L’article 8 du décret du 3 novembre 2014 précise en outre que les dispositions de l’article R.145-35 du Code de commerce sont « applicables aux contrats conclus ou renouvelés à compter de la publication du présent décret », à savoir le 5 novembre 2014.
Si l’article 21 de la loi Pinel du 18 juin 2014 prévoit que l’article L.145-40-2 du Code de commerce est applicable aux baux conclus ou renouvelés à compter du 1er septembre 2014, l’entrée en vigueur des dispositions de ce texte, à tout le moins celles relatives aux charges ne pouvant être imputées au preneur, est reportée aux baux conclus ou renouvelés à compter du 5 novembre 2014.
Dans l’arrêt rapporté, le débat avait porté sur la détermination de la date du renouvellement, au sens de ces dispositions, en raison du fait que plusieurs dates peuvent être retenues.
Concernant la date d’entrée en vigueur des nouvelles dispositions, la Cour de cassation cite les dispositions de l’article 8 du décret du 3 novembre 2014 qui prévoient l’application des dispositions de l’article R.145-35 du Code de commerce à compter de la publication de ce décret, soit le 5 novembre 2014. C’est donc bien pour les baux conclus ou renouvelés à compter de cette date que les dispositions de l’article R.145-35 du Code de commerce sont applicables.
V. La détermination de la date du renouvellement du bail pour l’application des dispositions de la loi Pinel relatives aux charges
Un bail commercial se renouvelle par l’effet d’un congé avec offre de renouvellement (C. com. Art. L.145-5) (voir, par exemple, Cass. civ. 3ème, 20 septembre 2005, n°04-15.989) ou d’une demande de renouvellement acceptée par le bailleur (C. com., art. L.145-10), alors même qu’il ne peut exister aucun accord sur le montant du loyer en renouvellement, chacune des parties pouvant faire fixer judiciairement le loyer dès lors que l’action n’est pas prescrite (C. com., art. L.145-60). Dans ce cas, il n’est pas nécessaire de signer un nouveau bail (C. Com., art. L.145-57).

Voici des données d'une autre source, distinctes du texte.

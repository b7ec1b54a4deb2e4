use std::collections::{HashMap, HashSet, VecDeque};

use crate::error::Result;
use crate::hash::Hash;
use crate::object::read_commit;
use crate::repo::Repo;
use crate::types::Commit;

/// default bound on ancestry walks
pub const DEFAULT_MAX_DEPTH: usize = 100;

/// commits reachable from `from`, depth-first over parents, bounded
///
/// includes `from` itself. commits missing from the local store terminate
/// their branch of the walk.
pub fn ancestors(repo: &Repo, from: &Hash, max_depth: Option<usize>) -> Result<Vec<Hash>> {
    let max_depth = max_depth.unwrap_or(DEFAULT_MAX_DEPTH);
    let mut out = Vec::new();
    let mut visited = HashSet::new();
    let mut stack = vec![(*from, 0usize)];

    while let Some((hash, depth)) = stack.pop() {
        if depth > max_depth || !visited.insert(hash) {
            continue;
        }
        out.push(hash);

        if let Ok(commit) = read_commit(repo, &hash) {
            for parent in commit.parents.iter().rev() {
                stack.push((*parent, depth + 1));
            }
        }
    }

    Ok(out)
}

/// check whether `ancestor` is reachable from `descendant`
pub fn is_ancestor(repo: &Repo, ancestor: &Hash, descendant: &Hash) -> Result<bool> {
    if ancestor == descendant {
        return Ok(true);
    }
    Ok(ancestors(repo, descendant, None)?.contains(ancestor))
}

/// relationship between two commit tips
#[derive(Clone, Debug, PartialEq, Eq)]
pub struct Comparison {
    pub common_ancestor: Option<Hash>,
    /// commits on the local side past the merge base
    pub local_ahead: usize,
    /// commits on the remote side past the merge base
    pub remote_ahead: usize,
    pub diverged: bool,
    pub fast_forwardable: bool,
}

/// compare two tips: merge base, ahead/behind counts, divergence
///
/// enumerates hashes reachable from both tips, picks the common hash
/// closest to the tips as the merge base, and derives the counts as path
/// lengths to that base. fast-forward means one side's count is zero.
pub fn compare(repo: &Repo, local: &Hash, remote: &Hash) -> Result<Comparison> {
    let local_depths = reachable_depths(repo, local);
    let remote_depths = reachable_depths(repo, remote);

    let base = local_depths
        .iter()
        .filter_map(|(hash, ld)| remote_depths.get(hash).map(|rd| (*hash, ld + rd)))
        .min_by_key(|(hash, combined)| (*combined, *hash))
        .map(|(hash, _)| hash);

    let (local_ahead, remote_ahead) = match base {
        Some(base) => (local_depths[&base], remote_depths[&base]),
        None => (local_depths.len(), remote_depths.len()),
    };

    Ok(Comparison {
        common_ancestor: base,
        local_ahead,
        remote_ahead,
        diverged: local_ahead > 0 && remote_ahead > 0,
        fast_forwardable: local_ahead == 0 || remote_ahead == 0,
    })
}

/// minimum parent-path length from the tip to every reachable commit
fn reachable_depths(repo: &Repo, tip: &Hash) -> HashMap<Hash, usize> {
    let mut depths = HashMap::new();
    let mut queue = VecDeque::new();
    queue.push_back((*tip, 0usize));

    while let Some((hash, depth)) = queue.pop_front() {
        if depth > DEFAULT_MAX_DEPTH {
            continue;
        }
        match depths.get(&hash) {
            Some(&existing) if existing <= depth => continue,
            _ => {}
        }
        depths.insert(hash, depth);

        if let Ok(commit) = read_commit(repo, &hash) {
            for parent in &commit.parents {
                queue.push_back((*parent, depth + 1));
            }
        }
    }

    depths
}

/// a commit with its hash, as yielded by the log walk
#[derive(Clone, Debug)]
pub struct LogEntry {
    pub hash: Hash,
    pub commit: Commit,
}

/// linear history from a tip, following first parents
pub fn log(repo: &Repo, from: &Hash, limit: Option<usize>) -> Result<Vec<LogEntry>> {
    let limit = limit.unwrap_or(DEFAULT_MAX_DEPTH);
    let mut out = Vec::new();
    let mut cursor = Some(*from);

    while let Some(hash) = cursor {
        if out.len() >= limit {
            break;
        }
        let commit = match read_commit(repo, &hash) {
            Ok(c) => c,
            Err(_) => break,
        };
        cursor = commit.parents.first().copied();
        out.push(LogEntry { hash, commit });
    }

    Ok(out)
}

#[cfg(test)]
mod tests {
    use super::*;
    use crate::object::write_commit;
    use tempfile::tempdir;

    fn test_repo() -> (tempfile::TempDir, Repo) {
        let dir = tempdir().unwrap();
        let repo = Repo::init(dir.path(), "test").unwrap();
        (dir, repo)
    }

    fn commit_on(repo: &Repo, parents: Vec<Hash>, msg: &str) -> Hash {
        write_commit(repo, &Commit::new(Hash::ZERO, parents, "0xauthor", msg)).unwrap()
    }

    #[test]
    fn test_linear_ancestry() {
        let (_dir, repo) = test_repo();

        let a = commit_on(&repo, vec![], "a");
        let b = commit_on(&repo, vec![a], "b");
        let c = commit_on(&repo, vec![b], "c");

        let walked = ancestors(&repo, &c, None).unwrap();
        assert_eq!(walked, vec![c, b, a]);

        assert!(is_ancestor(&repo, &a, &c).unwrap());
        assert!(is_ancestor(&repo, &b, &c).unwrap());
        assert!(!is_ancestor(&repo, &c, &a).unwrap());
        assert!(is_ancestor(&repo, &b, &b).unwrap());
    }

    #[test]
    fn test_ancestry_depth_bound() {
        let (_dir, repo) = test_repo();

        let mut tip = commit_on(&repo, vec![], "root");
        for i in 0..10 {
            tip = commit_on(&repo, vec![tip], &format!("c{}", i));
        }

        let walked = ancestors(&repo, &tip, Some(3)).unwrap();
        assert_eq!(walked.len(), 4); // tip plus three ancestors
    }

    #[test]
    fn test_compare_fast_forward() {
        let (_dir, repo) = test_repo();

        let a = commit_on(&repo, vec![], "a");
        let b = commit_on(&repo, vec![a], "b");
        let c = commit_on(&repo, vec![b], "c");

        // local ahead of remote
        let cmp = compare(&repo, &c, &a).unwrap();
        assert_eq!(cmp.common_ancestor, Some(a));
        assert_eq!(cmp.local_ahead, 2);
        assert_eq!(cmp.remote_ahead, 0);
        assert!(!cmp.diverged);
        assert!(cmp.fast_forwardable);

        // identical tips
        let cmp = compare(&repo, &c, &c).unwrap();
        assert_eq!(cmp.local_ahead, 0);
        assert_eq!(cmp.remote_ahead, 0);
        assert!(cmp.fast_forwardable);
    }

    #[test]
    fn test_compare_diverged() {
        let (_dir, repo) = test_repo();

        let base = commit_on(&repo, vec![], "base");
        let local = commit_on(&repo, vec![base], "local work");
        let remote = commit_on(&repo, vec![base], "remote work");

        let cmp = compare(&repo, &local, &remote).unwrap();
        assert_eq!(cmp.common_ancestor, Some(base));
        assert_eq!(cmp.local_ahead, 1);
        assert_eq!(cmp.remote_ahead, 1);
        assert!(cmp.diverged);
        assert!(!cmp.fast_forwardable);
    }

    #[test]
    fn test_compare_unrelated_histories() {
        let (_dir, repo) = test_repo();

        let a = commit_on(&repo, vec![], "island a");
        let b = commit_on(&repo, vec![], "island b");

        let cmp = compare(&repo, &a, &b).unwrap();
        assert_eq!(cmp.common_ancestor, None);
        assert!(cmp.diverged);
    }

    #[test]
    fn test_merge_base_prefers_nearest() {
        let (_dir, repo) = test_repo();

        let old = commit_on(&repo, vec![], "old");
        let base = commit_on(&repo, vec![old], "base");
        let local = commit_on(&repo, vec![base], "local");
        let remote = commit_on(&repo, vec![base], "remote");

        let cmp = compare(&repo, &local, &remote).unwrap();
        assert_eq!(cmp.common_ancestor, Some(base));
    }

    #[test]
    fn test_log_linear() {
        let (_dir, repo) = test_repo();

        let a = commit_on(&repo, vec![], "a");
        let b = commit_on(&repo, vec![a], "b");
        let c = commit_on(&repo, vec![b], "c");

        let entries = log(&repo, &c, None).unwrap();
        let messages: Vec<_> = entries.iter().map(|e| e.commit.message.as_str()).collect();
        assert_eq!(messages, ["c", "b", "a"]);

        let limited = log(&repo, &c, Some(2)).unwrap();
        assert_eq!(limited.len(), 2);
    }
}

La question se pose de savoir, lorsque les parties signent un bail en renouvellement avec une date d’effet différente de celle de la signature, s’il faut retenir la date de conclusion du contrat ou la date d’effet du bail qui y est stipulée, le plus souvent celle, antérieure, du renouvellement par l’effet du congé ou de la demande.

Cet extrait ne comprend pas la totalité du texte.